▶ **Problem**: Write out, as an exact transcription, the line that has "let inline = vec![Value::from(1.0);" and each line after it through the end of the data below.

(Stored entries)

——————

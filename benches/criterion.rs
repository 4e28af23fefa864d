// This Source Code Form is subject to the terms of the Mozilla Public
// License, v. 2.0. If a copy of the MPL was not distributed with this
// file, You can obtain one at https://mozilla.org/MPL/2.0/.

use std::{hint::black_box, rc::Rc};

use criterion::{BatchSize, Criterion, criterion_group, criterion_main};
use nova_host::{
    HostObject, HostResult, HostRuntime, MAX_INLINE_ARGUMENTS, create_from_host_function,
    create_from_host_object,
    agent::{
        Agent, Options, Value,
        converter::{AgentConverter, HostValue, PropNameId},
    },
};

struct Constant;

impl HostObject<AgentConverter> for Constant {
    fn get(&self, _: &mut Agent, _: &PropNameId) -> HostResult<HostValue, HostValue> {
        Ok(HostValue::Number(1.0))
    }

    fn set(&self, _: &mut Agent, _: &PropNameId, _: &HostValue) -> HostResult<(), HostValue> {
        Ok(())
    }

    fn get_property_names(&self, _: &mut Agent) -> HostResult<Vec<PropNameId>, HostValue> {
        Ok(["a", "b", "c", "d"].into_iter().map(PropNameId::new).collect())
    }
}

fn argument_count(
    _: &mut Agent,
    _: &HostValue,
    args: &[HostValue],
) -> HostResult<HostValue, HostValue> {
    Ok(HostValue::Number(args.len() as f64))
}

fn setup() -> Agent {
    let mut agent = Agent::new(Options::default());
    HostRuntime::install(&mut agent, AgentConverter).unwrap();
    agent
}

fn bench_host_object(c: &mut Criterion) {
    let mut agent = setup();
    let object = create_from_host_object::<AgentConverter>(&mut agent, Rc::new(Constant)).unwrap();

    c.bench_function("host object [[Get]]", |b| {
        b.iter(|| agent.get(black_box(&object), "value").unwrap())
    });
    c.bench_function("host object [[Set]]", |b| {
        b.iter(|| agent.set(black_box(&object), "value", Value::Null).unwrap())
    });
    c.bench_function("host object [[OwnPropertyKeys]]", |b| {
        b.iter(|| agent.own_property_keys(black_box(&object)).unwrap())
    });
}

fn bench_host_function(c: &mut Criterion) {
    let mut agent = setup();
    let function = create_from_host_function::<AgentConverter>(
        &mut agent,
        "count",
        0,
        Box::new(argument_count),
    )
    .unwrap();
    let inline = vec![Value::from(1.0); MAX_INLINE_ARGUMENTS];
    let spilled = vec![Value::from(1.0); MAX_INLINE_ARGUMENTS + 1];

    c.bench_function("host function [[Call]] (inline arguments)", |b| {
        b.iter(|| agent.call(&function, &Value::Undefined, black_box(&inline)).unwrap())
    });
    c.bench_function("host function [[Call]] (spilled arguments)", |b| {
        b.iter(|| agent.call(&function, &Value::Undefined, black_box(&spilled)).unwrap())
    });
}

fn bench_finalization(c: &mut Criterion) {
    c.bench_function("host object finalization", |b| {
        b.iter_batched(
            || {
                let mut agent = setup();
                for _ in 0..100 {
                    create_from_host_object::<AgentConverter>(&mut agent, Rc::new(Constant))
                        .unwrap();
                }
                agent
            },
            |mut agent| {
                agent.gc(&[]);
                agent
            },
            BatchSize::SmallInput,
        )
    });
}

criterion_group!(benches, bench_host_object, bench_host_function, bench_finalization);
criterion_main!(benches);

——————

▶ **Expected answer**:
    let inline = vec![Value::from(1.0); MAX_INLINE_ARGUMENTS];
    let spilled = vec![Value::from(1.0); MAX_INLINE_ARGUMENTS + 1];

    c.bench_function("host function [[Call]] (inline arguments)", |b| {
        b.iter(|| agent.call(&function, &Value::Undefined, black_box(&inline)).unwrap())
    });
    c.bench_function("host function [[Call]] (spilled arguments)", |b| {
        b.iter(|| agent.call(&function, &Value::Undefined, black_box(&spilled)).unwrap())
    });
}

fn bench_finalization(c: &mut Criterion) {
    c.bench_function("host object finalization", |b| {
        b.iter_batched(
            || {
                let mut agent = setup();
                for _ in 0..100 {
                    create_from_host_object::<AgentConverter>(&mut agent, Rc::new(Constant))
                        .unwrap();
                }
                agent
            },
            |mut agent| {
                agent.gc(&[]);
                agent
            },
            BatchSize::SmallInput,
        )
    });
}

criterion_group!(benches, bench_host_object, bench_host_function, bench_finalization);
criterion_main!(benches);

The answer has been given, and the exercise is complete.